===== SUPPLIED ENTRIES
//! Request framing: one read in, one [`Request`] out.
//!
//! The framing assumption is that a single read off the socket carries a
//! complete request. There is no streaming parser and nothing is carried
//! over between reads.

use crate::{errors::DispatchError, http::types::Version};
use memchr::{memchr, memmem};
use std::collections::HashMap;

const HEADERS_END: &[u8] = b"\r\n\r\n";

/// A parsed request.
///
/// The method token is kept as received; it is classified into a
/// [`Method`](crate::Method) by the connection loop, so that an unknown
/// method is a dispatch error rather than a parse error.
#[derive(Debug, Clone, Default, PartialEq, Eq)]
pub struct Request {
    method: String,
    path: String,
    version: String,
    headers: HashMap<String, String>,
    body: String,
}

impl Request {
    /// Parses the bytes of one read.
    ///
    /// Fails only when the bytes are not valid UTF-8.
    ///
    /// # Examples
    /// ```
    /// use pool_web::Request;
    ///
    /// let req = Request::parse(b"GET /x HTTP/1.1\r\nConnection: close\r\n\r\nBODY").unwrap();
    ///
    /// assert_eq!(req.method(), "GET");
    /// assert_eq!(req.path(), "/x");
    /// assert_eq!(req.header("connection"), Some("close"));
    /// assert_eq!(req.body(), "BODY");
    /// ```
    pub fn parse(raw: &[u8]) -> Result<Self, DispatchError> {
        let text = simdutf8::basic::from_utf8(raw).map_err(|_| DispatchError::InvalidEncoding)?;

        let mut req = Request::default();
        let mut lines = Lines::new(text);

        if let Some(first_line) = lines.next() {
            req.parse_first_line(first_line);
        }

        for line in lines {
            if line.is_empty() {
                break;
            }
            req.parse_header(line);
        }

        req.body = memmem::find(raw, HEADERS_END)
            .map(|pos| text[pos + HEADERS_END.len()..].to_owned())
            .unwrap_or_default();

        Ok(req)
    }

    #[inline]
    fn parse_first_line(&mut self, line: &str) {
        let mut tokens = line.split_ascii_whitespace();

        self.method = tokens.next().unwrap_or_default().to_owned();
        self.path = tokens.next().unwrap_or_default().to_owned();
        self.version = tokens.next().unwrap_or_default().to_owned();
    }

    #[inline]
    fn parse_header(&mut self, line: &str) {
        let Some((name, value)) = line.split_once(':') else {
            return;
        };

        self.headers
            .insert(name.trim().to_ascii_lowercase(), value.trim().to_owned());
    }
}

// Getters
impl Request {
    /// Method token exactly as received, possibly empty.
    #[inline]
    pub fn method(&self) -> &str {
        &self.method
    }

    /// Path token exactly as received, possibly empty.
    #[inline]
    pub fn path(&self) -> &str {
        &self.path
    }

    /// Version token exactly as received, possibly empty.
    #[inline]
    pub fn version_str(&self) -> &str {
        &self.version
    }

    /// Classified protocol version.
    #[inline]
    pub fn version(&self) -> Version {
        Version::from_token(&self.version)
    }

    /// Looks up a header by its lowercase name.
    #[inline]
    pub fn header(&self, name: &str) -> Option<&str> {
        self.headers.get(name).map(String::as_str)
    }

    /// All headers, keys lowercased and values trimmed.
    #[inline]
    pub fn headers(&self) -> &HashMap<String, String> {
        &self.headers
    }

    /// Everything after the first blank line.
    #[inline]
    pub fn body(&self) -> &str {
        &self.body
    }

    /// Whether the response to this request should announce a persistent
    /// connection.
    ///
    /// - `HTTP/1.1`: yes, unless `Connection: close`
    /// - `HTTP/1.0`: only with `Connection: keep-alive`
    /// - anything else: no
    ///
    /// This only decides the `Connection` response header. The connection
    /// loop itself keeps reading until the peer stops sending.
    #[inline]
    pub fn is_keep_alive(&self) -> bool {
        let connection = self.header("connection").unwrap_or_default();

        match self.version() {
            Version::Http11 => connection != "close",
            Version::Http10 => connection == "keep-alive",
            Version::Unknown => false,
        }
    }
}

// Splits on `\n`, dropping one trailing `\r` from each line.
struct Lines<'a> {
    rest: Option<&'a str>,
}

impl<'a> Lines<'a> {
    #[inline]
    fn new(text: &'a str) -> Self {
        Self { rest: Some(text) }
    }
}

impl<'a> Iterator for Lines<'a> {
    type Item = &'a str;

    fn next(&mut self) -> Option<&'a str> {
        let rest = self.rest?;

        let line = match memchr(b'\n', rest.as_bytes()) {
            Some(end) => {
                self.rest = Some(&rest[end + 1..]);
                &rest[..end]
            }
            None => {
                self.rest = None;
                rest
            }
        };

        Some(line.strip_suffix('\r').unwrap_or(line))
    }
}
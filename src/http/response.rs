//! Handler replies and the wire form of successful responses.

use crate::{
    errors::HandlerError,
    http::types::{StatusCode, Version},
    limits::RespLimits,
};
use std::{fmt::Display, io::Write};

/// Content produced by a route handler.
///
/// The dispatch layer always answers `200 OK` unless the handler picks
/// another status itself, as a `POST` handler does with
/// [`Reply::created`].
///
/// # Examples
/// ```
/// use pool_web::{Reply, StatusCode};
///
/// let reply = Reply::created("stored");
/// assert_eq!(reply.status(), StatusCode::Created);
/// assert_eq!(reply.body(), "stored");
/// ```
#[derive(Debug, Clone, PartialEq, Eq)]
pub struct Reply {
    status: StatusCode,
    body: String,
}

impl Reply {
    /// A `200 OK` reply.
    #[inline]
    pub fn ok<B: Into<String>>(body: B) -> Self {
        Self::with_status(StatusCode::Ok, body)
    }

    /// A `201 Created` reply.
    #[inline]
    pub fn created<B: Into<String>>(body: B) -> Self {
        Self::with_status(StatusCode::Created, body)
    }

    /// A reply with an explicit status.
    #[inline]
    pub fn with_status<B: Into<String>>(status: StatusCode, body: B) -> Self {
        Self {
            status,
            body: body.into(),
        }
    }

    #[inline]
    pub fn status(&self) -> StatusCode {
        self.status
    }

    #[inline]
    pub fn body(&self) -> &str {
        &self.body
    }
}

/// Conversion from a handler's return value into a [`Reply`].
///
/// Implemented for plain strings (answered `200 OK`), for [`Reply`], and
/// for `Result`s of those whose error is displayable. An `Err` becomes a
/// [`HandlerError`] and is answered `500 Internal Server Error`.
///
/// # Examples
/// ```
/// use pool_web::{IntoReply, Reply};
///
/// assert_eq!("Hello".into_reply().unwrap(), Reply::ok("Hello"));
///
/// let failed: Result<String, std::num::ParseIntError> = "x".parse::<u8>().map(|n| n.to_string());
/// assert!(failed.into_reply().is_err());
/// ```
pub trait IntoReply {
    fn into_reply(self) -> Result<Reply, HandlerError>;
}

impl IntoReply for Reply {
    #[inline]
    fn into_reply(self) -> Result<Reply, HandlerError> {
        Ok(self)
    }
}

impl IntoReply for String {
    #[inline]
    fn into_reply(self) -> Result<Reply, HandlerError> {
        Ok(Reply::ok(self))
    }
}

impl IntoReply for &'static str {
    #[inline]
    fn into_reply(self) -> Result<Reply, HandlerError> {
        Ok(Reply::ok(self))
    }
}

impl<T: IntoReply, E: Display> IntoReply for Result<T, E> {
    #[inline]
    fn into_reply(self) -> Result<Reply, HandlerError> {
        self.map_err(HandlerError::failed)?.into_reply()
    }
}

/// Per-connection response buffer, reused between requests.
#[derive(Debug)]
pub(crate) struct Response {
    buffer: Vec<u8>,
}

impl Response {
    #[inline]
    pub(crate) fn new(limits: &RespLimits) -> Self {
        Self {
            buffer: Vec::with_capacity(limits.default_capacity),
        }
    }

    #[inline]
    pub(crate) fn reset(&mut self, limits: &RespLimits) {
        if self.buffer.capacity() > limits.max_capacity {
            self.buffer = Vec::with_capacity(limits.default_capacity);
        } else {
            self.buffer.clear();
        }
    }

    #[inline]
    pub(crate) fn buffer(&self) -> &[u8] {
        &self.buffer
    }

    /// Serializes `reply` as a complete response.
    pub(crate) fn write_reply(&mut self, version: Version, reply: &Reply, keep_alive: bool) {
        let connection = match keep_alive {
            true => "keep-alive",
            false => "close",
        };

        self.buffer
            .extend_from_slice(version.response_prefix().as_bytes());
        self.buffer
            .extend_from_slice(reply.status.status_line_suffix().as_bytes());
        self.buffer
            .extend_from_slice(b"Content-Type: text/plain\r\n");
        // Writing into a Vec cannot fail
        let _ = write!(self.buffer, "Content-Length: {}\r\n", reply.body.len());
        let _ = write!(self.buffer, "Connection: {connection}\r\n\r\n");
        self.buffer.extend_from_slice(reply.body.as_bytes());
    }
}
use clap::Parser;
use pool_web::{limits::ServerLimits, Method, Reply, Router, Server, ServerError};
use std::time::Duration;
use tokio::sync::watch;
use tracing_subscriber::{layer::SubscriberExt, util::SubscriberInitExt};

#[derive(Parser)]
#[command(name = "pool_web")]
#[command(about = "Worker-pool HTTP server with exact-match routes", long_about = None)]
struct Cli {
    /// Port to listen on; repeat to run one server per port
    #[arg(short, long = "port", default_values_t = [4222, 4444])]
    ports: Vec<u16>,

    /// Workers per server
    #[arg(short, long, default_value_t = 8)]
    workers: usize,

    /// Minimum time between connections from one address, in milliseconds (0 disables)
    #[arg(long, default_value_t = 100)]
    min_interval_ms: u64,

    /// Reject connections with 503 once this many are waiting for a worker
    #[arg(long)]
    max_pending: Option<usize>,
}

fn echo_get(path: &str, body: &str) -> String {
    format!("GET: {path}\n{body}")
}

fn echo_post(path: &str, body: &str) -> Reply {
    Reply::created(format!("POST Body: {body}\r\n{path}"))
}

fn echo_put(path: &str, body: &str) -> String {
    format!("PUT: {path}\n{body}")
}

fn echo_delete(path: &str, body: &str) -> String {
    format!("DELETE: {path}\r\n{body}")
}

fn demo_router(port: u16) -> Router {
    let hello = format!("Hello from port {port}!");
    let goodbye = format!("Goodbye from port {port}!");

    let mut router = Router::new();
    router
        .add_route(Method::Get, "/hello", move |_, _| hello.clone())
        .add_route(Method::Put, "/goodbye", move |_, _| goodbye.clone())
        .add_route(Method::Get, "/echo", echo_get)
        .add_route(Method::Post, "/echo", echo_post)
        .add_route(Method::Put, "/echo", echo_put)
        .add_route(Method::Delete, "/echo", echo_delete);
    router
}

#[tokio::main]
async fn main() -> Result<(), ServerError> {
    tracing_subscriber::registry()
        .with(
            tracing_subscriber::EnvFilter::try_from_default_env()
                .unwrap_or_else(|_| "pool_web=info".into()),
        )
        .with(tracing_subscriber::fmt::layer())
        .init();

    let cli = Cli::parse();
    let limits = ServerLimits {
        worker_count: cli.workers.max(1),
        max_pending_connections: cli.max_pending,
        min_request_interval: Duration::from_millis(cli.min_interval_ms),
        ..ServerLimits::default()
    };

    // Bind everything first, so a taken port fails before anything is served
    let mut servers = Vec::with_capacity(cli.ports.len());
    for &port in &cli.ports {
        let router = demo_router(port);
        for (method, path) in router.routes() {
            tracing::info!(port, %method, path, "route registered");
        }

        let server = Server::builder()
            .port(port)
            .router(router)
            .server_limits(limits.clone())
            .build()?;
        servers.push(server);
    }

    let (shutdown_tx, shutdown_rx) = watch::channel(false);
    let running: Vec<_> = servers
        .into_iter()
        .map(|server| {
            let mut shutdown = shutdown_rx.clone();
            tokio::spawn(server.launch_until(async move {
                let _ = shutdown.changed().await;
            }))
        })
        .collect();

    match tokio::signal::ctrl_c().await {
        Ok(()) => tracing::info!("Ctrl-C received, shutting down"),
        Err(err) => tracing::error!(error = %err, "cannot listen for Ctrl-C, shutting down"),
    }
    let _ = shutdown_tx.send(true);

    for server in running {
        if let Err(err) = server.await {
            tracing::error!(error = %err, "server task failed");
        }
    }

    tracing::info!("Shutdown complete");
    Ok(())
}

#[cfg(test)]
mod tests {
    use super::*;

    #[test]
    fn cli_defaults() {
        let cli = Cli::parse_from(["pool_web"]);

        assert_eq!(cli.ports, vec![4222, 4444]);
        assert_eq!(cli.workers, 8);
        assert_eq!(cli.min_interval_ms, 100);
        assert_eq!(cli.max_pending, None);
    }

    #[test]
    fn cli_repeated_ports() {
        let cli = Cli::parse_from([
            "pool_web", "--port", "8080", "-p", "8081", "--min-interval-ms", "0", "--max-pending", "64",
        ]);

        assert_eq!(cli.ports, vec![8080, 8081]);
        assert_eq!(cli.min_interval_ms, 0);
        assert_eq!(cli.max_pending, Some(64));
    }

    #[test]
    fn demo_routes() {
        let router = demo_router(4222);
        assert_eq!(router.len(), 6);

        let hello = router.get_handler(Method::Get, "/hello").unwrap();
        assert_eq!(hello("/hello", "").unwrap(), Reply::ok("Hello from port 4222!"));

        let post = router.get_handler(Method::Post, "/echo").unwrap();
        assert_eq!(post("/echo", "abc").unwrap(), Reply::created("POST Body: abc\r\n/echo"));

        assert!(router.get_handler(Method::Delete, "/hello").is_none());
    }
}
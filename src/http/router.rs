//! Exact-match routing table.

use crate::{
    errors::HandlerError,
    http::{
        response::{IntoReply, Reply},
        types::Method,
    },
};
use std::{collections::HashMap, fmt, sync::Arc};

/// A registered route handler: `(path, body) -> reply`.
///
/// Handlers are shared between all workers, hence `Send + Sync`.
pub type RouteHandler = Arc<dyn Fn(&str, &str) -> Result<Reply, HandlerError> + Send + Sync>;

/// Maps `(method, path)` pairs to handlers.
///
/// Matching is literal: no prefixes, no wildcards, no trailing-slash
/// normalization. Registering the same pair twice replaces the first
/// handler.
///
/// Routes are registered through `&mut Router` before the router is handed
/// to [`ServerBuilder::router`](crate::ServerBuilder::router). Once the
/// server is built the table is shared read-only between workers.
///
/// # Examples
/// ```
/// use pool_web::{Method, Reply, Router};
///
/// let mut router = Router::new();
/// router
///     .add_route(Method::Get, "/hello", |_, _| "Hello")
///     .add_route(Method::Post, "/items", |_, body: &str| Reply::created(body));
///
/// assert!(router.get_handler(Method::Get, "/hello").is_some());
/// assert!(router.get_handler(Method::Get, "/hello/").is_none());
/// ```
#[derive(Default, Clone)]
pub struct Router {
    routes: HashMap<(Method, String), RouteHandler>,
}

impl Router {
    #[inline]
    pub fn new() -> Self {
        Self::default()
    }

    /// Registers `handler` for `(method, path)`, replacing any previous one.
    pub fn add_route<P, F, R>(&mut self, method: Method, path: P, handler: F) -> &mut Self
    where
        P: Into<String>,
        F: Fn(&str, &str) -> R + Send + Sync + 'static,
        R: IntoReply,
    {
        let handler: RouteHandler =
            Arc::new(move |path: &str, body: &str| handler(path, body).into_reply());
        self.insert_handler(method, path, handler)
    }

    /// Registers an already shared handler for `(method, path)`.
    #[inline]
    pub fn insert_handler<P: Into<String>>(
        &mut self,
        method: Method,
        path: P,
        handler: RouteHandler,
    ) -> &mut Self {
        self.routes.insert((method, path.into()), handler);
        self
    }

    /// Returns the handler registered for exactly `(method, path)`.
    #[inline]
    pub fn get_handler(&self, method: Method, path: &str) -> Option<&RouteHandler> {
        // Borrowed lookup would need a custom key type; paths are short.
        self.routes.get(&(method, path.to_owned()))
    }

    #[inline]
    pub fn len(&self) -> usize {
        self.routes.len()
    }

    #[inline]
    pub fn is_empty(&self) -> bool {
        self.routes.is_empty()
    }

    /// Registered `(method, path)` pairs in no particular order.
    pub fn routes(&self) -> impl Iterator<Item = (Method, &str)> + '_ {
        self.routes
            .keys()
            .map(|(method, path)| (*method, path.as_str()))
    }
}

impl fmt::Debug for Router {
    fn fmt(&self, f: &mut fmt::Formatter<'_>) -> fmt::Result {
        f.debug_set().entries(self.routes()).finish()
    }
}
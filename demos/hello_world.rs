use pool_web::{Method, Router, Server, ServerError};

#[tokio::main]
async fn main() -> Result<(), ServerError> {
    let mut router = Router::new();
    router.add_route(Method::Get, "/", |_, _| "Hello, world!");

    Server::builder()
        .address(([127, 0, 0, 1], 8080))
        .router(router)
        .build()?
        .launch()
        .await;

    Ok(())
}
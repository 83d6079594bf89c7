use crate::{
    errors::{ErrorKind, ServerError},
    http::{router::Router, types::Version},
    limits::{ConnLimits, RespLimits, ServerLimits},
    server::{
        connection::{writer, HttpConnection},
        queue::DispatchQueue,
        rate_limit::RateLimiter,
    },
};
use socket2::{Domain, Protocol, Socket, Type};
use std::{future::Future, io, net::SocketAddr, sync::Arc};
use tokio::{
    net::{TcpListener, TcpStream},
    task::JoinHandle,
};
use tracing::{debug, error, info, warn};

/// State shared by the acceptor and every worker.
///
/// The router is read-only from here on; the rate limiter and the queue
/// synchronize internally.
#[derive(Debug)]
pub(crate) struct ServerContext {
    pub(crate) router: Router,
    pub(crate) rate_limiter: RateLimiter,
    pub(crate) queue: DispatchQueue<(TcpStream, SocketAddr)>,

    pub(crate) server_limits: ServerLimits,
    pub(crate) conn_limits: ConnLimits,
    pub(crate) resp_limits: RespLimits,
}

impl ServerContext {
    pub(crate) fn new(
        router: Router,
        server_limits: ServerLimits,
        conn_limits: ConnLimits,
        resp_limits: RespLimits,
    ) -> Self {
        Self {
            router,
            rate_limiter: RateLimiter::new(server_limits.min_request_interval),
            queue: DispatchQueue::new(),
            server_limits,
            conn_limits,
            resp_limits,
        }
    }
}

/// A bound HTTP server with a fixed pool of workers.
///
/// Connections are accepted by a single loop and pushed onto a queue; each
/// of the [`worker_count`](ServerLimits::worker_count) workers takes one
/// connection at a time and serves it until the peer stops sending.
///
/// # Examples
///
/// ```no_run
/// use pool_web::{Method, Router, Server};
///
/// #[tokio::main]
/// async fn main() -> Result<(), pool_web::ServerError> {
///     let mut router = Router::new();
///     router.add_route(Method::Get, "/hello", |_, _| "Hello");
///
///     Server::builder()
///         .port(8080)
///         .router(router)
///         .build()?
///         .launch()
///         .await;
///
///     Ok(())
/// }
/// ```
pub struct Server {
    listener: TcpListener,
    context: Arc<ServerContext>,
}

impl Server {
    /// Creates a new builder for configuring the server instance.
    #[inline]
    pub fn builder() -> ServerBuilder {
        ServerBuilder {
            address: None,
            router: None,

            server_limits: None,
            connection_limits: None,
            response_limits: None,
        }
    }

    /// Address the listening socket is bound to.
    ///
    /// Useful after binding port `0`.
    #[inline]
    pub fn local_addr(&self) -> io::Result<SocketAddr> {
        self.listener.local_addr()
    }

    /// Starts the workers and accepts connections forever.
    ///
    /// # Examples
    ///
    /// ```no_run
    /// # #[tokio::main]
    /// # async fn main() -> Result<(), pool_web::ServerError> {
    /// use pool_web::{Router, Server};
    ///
    /// Server::builder()
    ///     .port(8080)
    ///     .router(Router::new())
    ///     .build()?
    ///     .launch()
    ///     .await;
    /// # Ok(())
    /// # }
    /// ```
    #[inline]
    pub async fn launch(self) {
        self.launch_until(std::future::pending()).await
    }

    /// Starts the workers and accepts connections until `shutdown` resolves.
    ///
    /// On shutdown the accept loop stops, parked workers are woken, and
    /// every connection already queued is still served. The call returns
    /// once all workers have exited; the listening socket is released last.
    ///
    /// # Examples
    ///
    /// ```no_run
    /// # #[tokio::main]
    /// # async fn main() -> Result<(), pool_web::ServerError> {
    /// use pool_web::{Router, Server};
    ///
    /// Server::builder()
    ///     .port(8080)
    ///     .router(Router::new())
    ///     .build()?
    ///     .launch_until(async {
    ///         let _ = tokio::signal::ctrl_c().await;
    ///     })
    ///     .await;
    /// # Ok(())
    /// # }
    /// ```
    pub async fn launch_until<F>(self, shutdown: F)
    where
        F: Future<Output = ()>,
    {
        let worker_count = self.context.server_limits.worker_count;
        let workers: Vec<_> = (0..worker_count)
            .map(|id| Self::spawn_worker(id, &self.context))
            .collect();

        match self.listener.local_addr() {
            Ok(address) => info!(%address, workers = worker_count, "server listening"),
            Err(err) => warn!(error = %err, "server listening on unknown address"),
        }

        tokio::pin!(shutdown);
        loop {
            tokio::select! {
                biased;

                _ = &mut shutdown => break,
                accepted = self.listener.accept() => match accepted {
                    Ok((stream, peer)) => self.admit(stream, peer),
                    Err(err) => warn!(error = %err, "accept failed"),
                },
            }
        }

        info!(queued = self.context.queue.len(), "shutting down");
        self.context.queue.stop();

        for worker in workers {
            if let Err(err) = worker.await {
                error!(error = %err, "worker terminated abnormally");
            }
        }

        info!(
            tracked_addresses = self.context.rate_limiter.tracked_addresses(),
            "server stopped"
        );
        drop(self.listener);
    }

    #[inline]
    fn admit(&self, mut stream: TcpStream, peer: SocketAddr) {
        match self.context.server_limits.max_pending_connections {
            Some(max) if self.context.queue.len() >= max => {
                warn!(%peer, pending = max, "dispatch queue full");
                let write_timeout = self.context.conn_limits.socket_write_timeout;

                tokio::spawn(async move {
                    let rejection = ErrorKind::ServiceUnavailable.as_http(Version::Http11);
                    let _ = writer::write_bytes(&mut stream, rejection, write_timeout).await;
                });
            }
            _ => self.context.queue.push((stream, peer)),
        }
    }

    fn spawn_worker(id: usize, context: &Arc<ServerContext>) -> JoinHandle<()> {
        let context = context.clone();
        let mut conn = HttpConnection::new(context.clone());

        tokio::spawn(async move {
            debug!(worker = id, "worker started");

            while let Some((mut stream, peer)) = context.queue.pop().await {
                debug!(worker = id, %peer, "handling connection");

                if let Err(err) = conn.run(&mut stream, peer).await {
                    debug!(worker = id, %peer, error = %err, "connection ended");
                }
            }

            debug!(worker = id, "worker stopped");
        })
    }
}

//

/// Builder for configuring and creating [`Server`] instances.
///
/// The address and the router are required; all limits fall back to their
/// defaults.
#[derive(Debug)]
pub struct ServerBuilder {
    address: Option<SocketAddr>,
    router: Option<Router>,

    server_limits: Option<ServerLimits>,
    connection_limits: Option<ConnLimits>,
    response_limits: Option<RespLimits>,
}

impl ServerBuilder {
    /// Sets the address to listen on.
    ///
    /// **This or [`port`](Self::port) is required.**
    #[inline(always)]
    pub fn address<A: Into<SocketAddr>>(mut self, address: A) -> Self {
        self.address = Some(address.into());
        self
    }

    /// Listens on `port` on every IPv4 interface.
    #[inline(always)]
    pub fn port(self, port: u16) -> Self {
        self.address(([0, 0, 0, 0], port))
    }

    /// Sets the routing table.
    ///
    /// **This is a required component.** Routes cannot be added once the
    /// server is built.
    #[inline(always)]
    pub fn router(mut self, router: Router) -> Self {
        self.router = Some(router);
        self
    }

    /// Configures the worker pool, the queue and rate limiting.
    #[inline(always)]
    pub fn server_limits(mut self, limits: ServerLimits) -> Self {
        self.server_limits = Some(limits);
        self
    }

    /// Configures per-connection timeouts and buffer size.
    #[inline(always)]
    pub fn connection_limits(mut self, limits: ConnLimits) -> Self {
        self.connection_limits = Some(limits);
        self
    }

    /// Configures response buffer reuse.
    #[inline(always)]
    pub fn response_limits(mut self, limits: RespLimits) -> Self {
        self.response_limits = Some(limits);
        self
    }

    /// Binds the listening socket and constructs a [`Server`].
    ///
    /// Must be called from within a Tokio runtime. Workers are started by
    /// [`Server::launch`], not here.
    ///
    /// # Errors
    ///
    /// Each step of socket setup fails with its own [`ServerError`]
    /// variant: creation, `SO_REUSEADDR`, bind, listen.
    ///
    /// # Panics
    ///
    /// Error messages:
    /// - ``The `address` or `port` method must be called to create``
    /// - ``The `router` method must be called to create``
    #[track_caller]
    pub fn build(self) -> Result<Server, ServerError> {
        let address = self
            .address
            .expect("The `address` or `port` method must be called to create");
        let router = self
            .router
            .expect("The `router` method must be called to create");
        let server_limits = self.server_limits.unwrap_or_default();

        let listener = bind_listener(address, server_limits.listen_backlog)?;
        debug!(%address, routes = router.len(), "listener bound");

        let context = ServerContext::new(
            router,
            server_limits,
            self.connection_limits.unwrap_or_default(),
            self.response_limits.unwrap_or_default(),
        );

        Ok(Server {
            listener,
            context: Arc::new(context),
        })
    }
}

fn bind_listener(address: SocketAddr, backlog: i32) -> Result<TcpListener, ServerError> {
    let socket = Socket::new(Domain::for_address(address), Type::STREAM, Some(Protocol::TCP))
        .map_err(ServerError::SocketCreation)?;

    socket
        .set_reuse_address(true)
        .map_err(ServerError::SocketOption)?;
    socket
        .bind(&address.into())
        .map_err(|source| ServerError::Bind {
            addr: address,
            source,
        })?;
    socket.listen(backlog).map_err(ServerError::Listen)?;
    socket
        .set_nonblocking(true)
        .map_err(ServerError::SocketOption)?;

    TcpListener::from_std(socket.into()).map_err(ServerError::Listen)
}
use crate::error::Result;
use crate::model::VideoInfo;
use tokio::io::{AsyncWrite, AsyncWriteExt};

/// Writes the sidecar JSON document for a video and flushes `dest`.
///
/// The upstream document is written as received so field names match the
/// info service; a `VideoInfo` built without one is serialized directly.
pub async fn write_metadata<W>(info: &VideoInfo, dest: &mut W) -> Result<()>
where
    W: AsyncWrite + Unpin,
{
    let mut body = match &info.upstream {
        Some(doc) => serde_json::to_vec_pretty(doc)?,
        None => serde_json::to_vec_pretty(info)?,
    };
    body.push(b'\n');

    dest.write_all(&body).await?;
    dest.flush().await?;
    Ok(())
}

#[cfg(test)]
mod tests {
    use super::*;
    use crate::model::Format;
    use chrono::{TimeZone, Utc};
    use serde_json::{json, Value};

    fn info() -> VideoInfo {
        VideoInfo {
            id: "abc".to_string(),
            title: "A title".to_string(),
            published_at: Utc.with_ymd_and_hms(2022, 2, 3, 4, 5, 6).unwrap(),
            formats: vec![Format {
                id: "140".to_string(),
                audio_codec: "mp4a.40.2".to_string(),
                ..Format::default()
            }],
            upstream: None,
        }
    }

    #[tokio::test]
    async fn test_writes_upstream_document_verbatim() {
        let mut video = info();
        video.upstream = Some(json!({"id": "abc", "title": "A title", "view_count": 42}));

        let mut out = Vec::new();
        write_metadata(&video, &mut out).await.unwrap();

        assert!(out.ends_with(b"\n"));
        let parsed: Value = serde_json::from_slice(&out).unwrap();
        assert_eq!(parsed["view_count"], 42);
        assert!(parsed.get("published_at").is_none());
    }

    #[tokio::test]
    async fn test_falls_back_to_normalized_info() {
        let mut out = Vec::new();
        write_metadata(&info(), &mut out).await.unwrap();

        let parsed: Value = serde_json::from_slice(&out).unwrap();
        assert_eq!(parsed["title"], "A title");
        assert_eq!(parsed["published_at"], "2022-02-03T04:05:06Z");
        assert_eq!(parsed["formats"][0]["audio_codec"], "mp4a.40.2");
        assert!(parsed.get("upstream").is_none());
    }
}
use crate::error::Result;
use crate::model::{Format, VideoInfo};
use async_trait::async_trait;
use bytes::Bytes;
use futures::stream::BoxStream;

/// Audio bytes for one format, delivered in chunks.
pub type AudioStream = BoxStream<'static, Result<Bytes>>;

/// Resolves videos and opens their media streams.
///
/// The batch driver only talks to this trait, so the library doing the
/// actual page parsing and format negotiation can be swapped out.
#[async_trait(?Send)]
pub trait VideoService {
    /// Fetches title, publish date and the available formats for `url`.
    async fn resolve_video_info(&self, url: &str) -> Result<VideoInfo>;

    /// Opens a byte stream for `format` of the given video.
    async fn open_audio_stream(&self, info: &VideoInfo, format: &Format) -> Result<AudioStream>;
}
==========
Starting at the first line of the data above, retype each line exactly until you reach the line containing "a parse error.", and include that line too.

//! Request framing: one read in, one [`Request`] out.
//!
//! The framing assumption is that a single read off the socket carries a
//! complete request. There is no streaming parser and nothing is carried
//! over between reads.

use crate::{errors::DispatchError, http::types::Version};
use memchr::{memchr, memmem};
use std::collections::HashMap;

const HEADERS_END: &[u8] = b"\r\n\r\n";

/// A parsed request.
///
/// The method token is kept as received; it is classified into a
/// [`Method`](crate::Method) by the connection loop, so that an unknown
/// method is a dispatch error rather than a parse error.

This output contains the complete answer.